Fri, April 17, 2:15 to 3:45pm, Virtual Room

Abstract

In these dangerous times of corporate-led globalization (Robinson 2016, 2017), and a white nationalist politics that may lead us toward apocalyptic doom (McLaren, 2018), it becomes our responsibility as educators and community activists to pose urgent questions to our constituencies that are often considered too discomfiting or too threatening for inclusion in public forums and that must be seasoned with conventional applications of political domestication in order to be considered for inclusion in contemporary debates (McLaren, 2018).
Society is in desperate need of a new paradigm of teacher that refuses to accept the limit situations imposed by the transnational capitalist state, a paradigm designed to encourage the intellectual to break free from the multiperspectival approaches to theory most often associated with postmodern free-market intellectuals, approaches that continue to deflect attention away from the pervasive contradictions immanent in capitalist social relations and from the totalizing effects of alienation and immiseration that globalized capitalism has wreaked upon every aspect of contemporary existence in capitalist societies (McLaren, 2016).

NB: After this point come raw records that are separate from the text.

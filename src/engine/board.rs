//! Board columns: map a drop onto a column to a status change.
//!
//! A column groups several statuses. Dropping an item on it narrows the
//! column's statuses to the item's legal next statuses.

use super::action::{StatusChangeHandler, TransitionOutcome};
use super::error::Result;
use super::ports::{ItemStore, NoticeLevel, Notifier, StatusLookup};
use super::transition::TransitionEngine;
use super::types::{Status, WorkItem};

#[derive(Debug, Clone)]
pub struct BoardColumn {
    pub name: String,
    pub statuses: Vec<Status>,
}

impl BoardColumn {
    #[must_use]
    pub fn new(name: &str, statuses: Vec<Status>) -> Self {
        Self {
            name: name.to_string(),
            statuses,
        }
    }

    #[must_use]
    pub fn includes(&self, status: &Status) -> bool {
        self.statuses.iter().any(|s| s.same_as(status))
    }
}

/// Statuses an item may take when dropped on a column.
#[derive(Debug, Clone, PartialEq, Eq)]
pub enum ColumnResolution {
    /// No legal status in the column; the item keeps its status.
    NoTransition,
    /// Exactly one candidate; apply it without asking.
    Single(Status),
    /// Several candidates, in valid-next order; the caller picks one.
    Choice(Vec<Status>),
}

/// Intersects the column's statuses with the legal next statuses of `item`.
///
/// # Errors
/// Propagates engine errors.
pub fn resolve_column<L: StatusLookup>(
    engine: &TransitionEngine<L>,
    item: &WorkItem,
    column: &BoardColumn,
) -> Result<ColumnResolution> {
    let mut candidates: Vec<Status> = engine
        .valid_next_statuses(item)?
        .into_iter()
        .filter(|s| column.includes(s))
        .collect();

    tracing::debug!(
        item = %item.label(),
        column = %column.name,
        candidates = candidates.len(),
        "resolved column drop"
    );
    Ok(match candidates.len() {
        0 => ColumnResolution::NoTransition,
        1 => ColumnResolution::Single(candidates.remove(0)),
        _ => ColumnResolution::Choice(candidates),
    })
}

/// What happened after a drop.
#[derive(Debug, Clone)]
pub enum DropOutcome {
    Unchanged,
    Changed(TransitionOutcome),
    Choose(Vec<Status>),
}

/// Handles a drop of `item` onto `column`.
///
/// A single candidate goes through the handler like any other status
/// change. Several candidates are returned for the caller to choose from.
///
/// # Errors
/// Propagates engine and store errors.
pub fn drop_on_column<L, S, N>(
    handler: &StatusChangeHandler<L, S, N>,
    item: &mut WorkItem,
    column: &BoardColumn,
) -> Result<DropOutcome>
where
    L: StatusLookup,
    S: ItemStore,
    N: Notifier,
{
    match resolve_column(handler.engine(), item, column)? {
        ColumnResolution::NoTransition => {
            tracing::warn!(
                item = %item.label(),
                column = %column.name,
                "no workflow transition into column"
            );
            handler.notifier().notify(
                NoticeLevel::Warning,
                &format!(
                    "Item moved to '{}' column, but status remains '{}' \
                     (no valid workflow transition available).",
                    column.name,
                    item.status_name()
                ),
            );
            Ok(DropOutcome::Unchanged)
        }
        ColumnResolution::Single(status) => {
            let outcome = handler.change_status(Some(item), Some(&status))?;
            Ok(DropOutcome::Changed(outcome))
        }
        ColumnResolution::Choice(statuses) => Ok(DropOutcome::Choose(statuses)),
    }
}
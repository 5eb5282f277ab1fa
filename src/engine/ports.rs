//! Collaborator interfaces consumed by the transition engine and the
//! status-change handler.
//!
//! The SQLite repositories implement the lookup and store traits; callers
//! provide their own notifier and observers.

use super::error::Result;
use super::types::{Scope, Status, StatusRelation, WorkItem, Workflow};

/// Read-only queries over statuses and status relations.
pub trait StatusLookup {
    /// All edges of `workflow`, in no guaranteed order.
    ///
    /// # Errors
    /// `NotFound` if the workflow no longer exists, `Unavailable`/`Storage`
    /// if the store cannot be queried.
    fn list_relations(&self, workflow: &Workflow) -> Result<Vec<StatusRelation>>;

    /// Every status known in `scope`; the fail-open fallback pool.
    ///
    /// # Errors
    /// `Unavailable`/`Storage` if the store cannot be queried.
    fn list_all_statuses(&self, scope: &Scope) -> Result<Vec<Status>>;

    /// Number of statuses in `scope`.
    ///
    /// # Errors
    /// Same as [`StatusLookup::list_all_statuses`].
    fn count_statuses(&self, scope: &Scope) -> Result<usize> {
        Ok(self.list_all_statuses(scope)?.len())
    }
}

impl<T: StatusLookup + ?Sized> StatusLookup for &T {
    fn list_relations(&self, workflow: &Workflow) -> Result<Vec<StatusRelation>> {
        (**self).list_relations(workflow)
    }

    fn list_all_statuses(&self, scope: &Scope) -> Result<Vec<Status>> {
        (**self).list_all_statuses(scope)
    }

    fn count_statuses(&self, scope: &Scope) -> Result<usize> {
        (**self).count_statuses(scope)
    }
}

/// Persistence for work items.
pub trait ItemStore {
    /// Upserts `item` by identity and returns the stored record.
    ///
    /// # Errors
    /// `Conflict` when `item.version` is stale, `Storage` on write failure.
    fn save(&self, item: &WorkItem) -> Result<WorkItem>;
}

impl<T: ItemStore + ?Sized> ItemStore for &T {
    fn save(&self, item: &WorkItem) -> Result<WorkItem> {
        (**self).save(item)
    }
}

/// Severity of a user-facing notice.
#[derive(Debug, Clone, Copy, PartialEq, Eq)]
pub enum NoticeLevel {
    Success,
    Warning,
    Error,
}

/// Fire-and-forget advisory channel to the initiating user.
pub trait Notifier {
    fn notify(&self, level: NoticeLevel, message: &str);
}

impl<T: Notifier + ?Sized> Notifier for &T {
    fn notify(&self, level: NoticeLevel, message: &str) {
        (**self).notify(level, message);
    }
}

/// Presentation-layer hook invoked after a persisted transition.
pub trait ItemObserver {
    fn item_changed(&self, item: &WorkItem);
}

impl<F: Fn(&WorkItem)> ItemObserver for F {
    fn item_changed(&self, item: &WorkItem) {
        self(item);
    }
}

/// Notifier that drops every message.
#[derive(Debug, Default, Clone, Copy)]
pub struct SilentNotifier;

impl Notifier for SilentNotifier {
    fn notify(&self, _level: NoticeLevel, _message: &str) {}
}
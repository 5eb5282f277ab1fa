//! Status Repository: status records per scope.

use super::name_key;
use crate::engine::error::{EngineError, Result};
use crate::engine::types::{Scope, Status, StatusId};
use rusqlite::{params, Connection, OptionalExtension};

pub const STATUS_SELECT: &str =
    "SELECT id, name, color, sort_order, is_final, is_active, scope FROM statuses";

/// Fields for a new status.
#[derive(Debug, Clone)]
pub struct StatusDraft {
    pub scope: Scope,
    pub name: String,
    pub color: String,
    pub sort_order: i32,
    pub is_final: bool,
}

impl StatusDraft {
    #[must_use]
    pub fn new(scope: &Scope, name: &str) -> Self {
        Self {
            scope: scope.clone(),
            name: name.to_string(),
            color: "#808080".to_string(),
            sort_order: 0,
            is_final: false,
        }
    }

    #[must_use]
    pub fn color(mut self, color: &str) -> Self {
        self.color = color.to_string();
        self
    }

    #[must_use]
    pub fn sort_order(mut self, sort_order: i32) -> Self {
        self.sort_order = sort_order;
        self
    }

    #[must_use]
    pub fn final_status(mut self, is_final: bool) -> Self {
        self.is_final = is_final;
        self
    }
}

pub struct StatusRepo<'a> {
    conn: &'a Connection,
}

impl<'a> StatusRepo<'a> {
    #[must_use]
    pub fn new(conn: &'a Connection) -> Self {
        Self { conn }
    }

    /// Adds a status; names are unique per scope, ignoring case.
    ///
    /// # Errors
    /// `ContractViolation` for an empty name, `InvalidConfiguration` for a
    /// duplicate name, `Storage` if the insert fails.
    pub fn add(&self, draft: &StatusDraft) -> Result<Status> {
        let name = draft.name.trim();
        if name.is_empty() {
            return Err(EngineError::ContractViolation(
                "Status name cannot be empty".to_string(),
            ));
        }
        if self.find_by_name(&draft.scope, name)?.is_some() {
            return Err(EngineError::InvalidConfiguration(format!(
                "Status '{name}' already exists in scope '{}'",
                draft.scope
            )));
        }

        self.conn.execute(
            "INSERT INTO statuses (name, name_key, color, sort_order, is_final, scope)
             VALUES (?1, ?2, ?3, ?4, ?5, ?6)",
            params![
                name,
                name_key(name),
                draft.color,
                draft.sort_order,
                draft.is_final,
                draft.scope.as_str()
            ],
        )?;

        Ok(Status {
            id: StatusId(self.conn.last_insert_rowid()),
            name: name.to_string(),
            color: draft.color.clone(),
            sort_order: draft.sort_order,
            is_final: draft.is_final,
            is_active: true,
            scope: draft.scope.clone(),
        })
    }

    /// Finds a status by its internal ID.
    ///
    /// # Errors
    /// Returns an error if the query fails.
    pub fn find_by_id(&self, id: StatusId) -> Result<Option<Status>> {
        let sql = format!("{STATUS_SELECT} WHERE id = ?1");
        Ok(self
            .conn
            .query_row(&sql, params![id.0], |r| row_to_status(r, 0))
            .optional()?)
    }

    /// Finds a status by name within a scope (case-insensitive).
    ///
    /// # Errors
    /// Returns an error if the query fails.
    pub fn find_by_name(&self, scope: &Scope, name: &str) -> Result<Option<Status>> {
        let sql = format!("{STATUS_SELECT} WHERE scope = ?1 AND name_key = ?2");
        Ok(self
            .conn
            .query_row(&sql, params![scope.as_str(), name_key(name)], |r| {
                row_to_status(r, 0)
            })
            .optional()?)
    }

    /// Lists the statuses of a scope by sort order, then id.
    ///
    /// # Errors
    /// Returns an error if the query fails.
    pub fn list(&self, scope: &Scope) -> Result<Vec<Status>> {
        let sql = format!("{STATUS_SELECT} WHERE scope = ?1 ORDER BY sort_order, id");
        let mut stmt = self.conn.prepare(&sql)?;
        let rows = stmt.query_map(params![scope.as_str()], |r| row_to_status(r, 0))?;
        let mut statuses = Vec::new();
        for status in rows {
            statuses.push(status?);
        }
        Ok(statuses)
    }

    /// Counts the statuses of a scope.
    ///
    /// # Errors
    /// Returns an error if the query fails.
    pub fn count(&self, scope: &Scope) -> Result<usize> {
        let count: i64 = self.conn.query_row(
            "SELECT COUNT(*) FROM statuses WHERE scope = ?1",
            params![scope.as_str()],
            |r| r.get(0),
        )?;
        Ok(usize::try_from(count).unwrap_or_default())
    }

    /// Flags a status active or inactive.
    ///
    /// # Errors
    /// `NotFound` if no such status exists.
    pub fn set_active(&self, id: StatusId, active: bool) -> Result<()> {
        let changed = self.conn.execute(
            "UPDATE statuses SET is_active = ?1 WHERE id = ?2",
            params![active, id.0],
        )?;
        if changed == 0 {
            return Err(EngineError::not_found("Status", id));
        }
        Ok(())
    }
}

/// Reads a status from seven consecutive columns starting at `offset`.
pub(crate) fn row_to_status(row: &rusqlite::Row, offset: usize) -> rusqlite::Result<Status> {
    Ok(Status {
        id: StatusId(row.get(offset)?),
        name: row.get(offset + 1)?,
        color: row.get(offset + 2)?,
        sort_order: row.get(offset + 3)?,
        is_final: row.get(offset + 4)?,
        is_active: row.get(offset + 5)?,
        scope: Scope(row.get(offset + 6)?),
    })
}

#[cfg(test)]
mod tests {
    use super::*;
    use crate::engine::db::Db;

    #[test]
    fn test_add_and_find() {
        let conn = Db::open_in_memory().unwrap();
        let repo = StatusRepo::new(&conn);
        let scope = Scope::new("acme");

        let done = repo
            .add(&StatusDraft::new(&scope, "Done").final_status(true).sort_order(9))
            .unwrap();
        assert!(done.is_final);
        assert!(done.is_active);

        let found = repo.find_by_name(&scope, "done").unwrap().unwrap();
        assert_eq!(found, done);
        assert_eq!(found.sort_order, 9);
        assert!(repo.find_by_name(&Scope::new("other"), "Done").unwrap().is_none());
        assert_eq!(repo.find_by_id(done.id).unwrap().unwrap().name, "Done");
    }

    #[test]
    fn test_duplicate_name_ignores_case() {
        let conn = Db::open_in_memory().unwrap();
        let repo = StatusRepo::new(&conn);
        let scope = Scope::new("acme");

        repo.add(&StatusDraft::new(&scope, "In Progress")).unwrap();
        let err = repo
            .add(&StatusDraft::new(&scope, "in progress"))
            .unwrap_err();
        assert_eq!(err.code(), "INVALID_CONFIGURATION");

        // Same name in another scope is fine.
        repo.add(&StatusDraft::new(&Scope::new("other"), "In Progress"))
            .unwrap();
    }

    #[test]
    fn test_duplicate_name_ignores_non_ascii_case() {
        let conn = Db::open_in_memory().unwrap();
        let repo = StatusRepo::new(&conn);
        let scope = Scope::new("acme");

        let review = repo.add(&StatusDraft::new(&scope, "Überprüfung")).unwrap();
        let err = repo
            .add(&StatusDraft::new(&scope, "überprüfung"))
            .unwrap_err();
        assert_eq!(err.code(), "INVALID_CONFIGURATION");
        assert_eq!(repo.find_by_name(&scope, "ÜBERPRÜFUNG").unwrap(), Some(review));
        assert_eq!(repo.count(&scope).unwrap(), 1);
    }

    #[test]
    fn test_empty_name_rejected() {
        let conn = Db::open_in_memory().unwrap();
        let err = StatusRepo::new(&conn)
            .add(&StatusDraft::new(&Scope::new("acme"), "   "))
            .unwrap_err();
        assert_eq!(err.code(), "CONTRACT_VIOLATION");
    }

    #[test]
    fn test_list_orders_by_sort_order() {
        let conn = Db::open_in_memory().unwrap();
        let repo = StatusRepo::new(&conn);
        let scope = Scope::new("acme");
        repo.add(&StatusDraft::new(&scope, "Done").sort_order(3)).unwrap();
        repo.add(&StatusDraft::new(&scope, "To Do").sort_order(1)).unwrap();
        repo.add(&StatusDraft::new(&scope, "Doing").sort_order(2)).unwrap();

        let names: Vec<_> = repo.list(&scope).unwrap().into_iter().map(|s| s.name).collect();
        assert_eq!(names, ["To Do", "Doing", "Done"]);
        assert_eq!(repo.count(&scope).unwrap(), 3);
    }

    #[test]
    fn test_set_active() {
        let conn = Db::open_in_memory().unwrap();
        let repo = StatusRepo::new(&conn);
        let status = repo.add(&StatusDraft::new(&Scope::new("acme"), "Old")).unwrap();

        repo.set_active(status.id, false).unwrap();
        assert!(!repo.find_by_id(status.id).unwrap().unwrap().is_active);
        assert_eq!(repo.set_active(StatusId(999), true).unwrap_err().code(), "NOT_FOUND");
    }
}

This paper will present the theoretical foundations for the communal intellectual (Darder, 2011). The communal intellectual in the post-digital age needs to serve more than a balm for bondage but as a light pointing past the limit situation of capitalism, towards the future as an untested feasibility (to coin Freire), where socialism is allowed to materialize in the hearts and minds of the people (and not simply remain looped into their computer hard drives) so that it can become coterminous with the revolutionary dialectics of economic transformation and collective governance (Thomas, 2011).
The intellectual I am describing is willing to engage in the development of a collective social imaginary grounded in an alternative to capitalist relations of exploitation and alienation (McLaren, 2015). The paper will seek to illuminate some important nuances and articulations surrounding the challenges that face us as dissident educators at this particular historical conjuncture and to explore ways in which the communal intellectual can be reconceptualized and revitalized in revolutionary terms. This paper intends to serve as a countervailing riposte to the role of the teacher as free-market intellectual and to insist on a materialist and indigenist recentering of the role of the intellectual in today’s social order (Darder, 2011).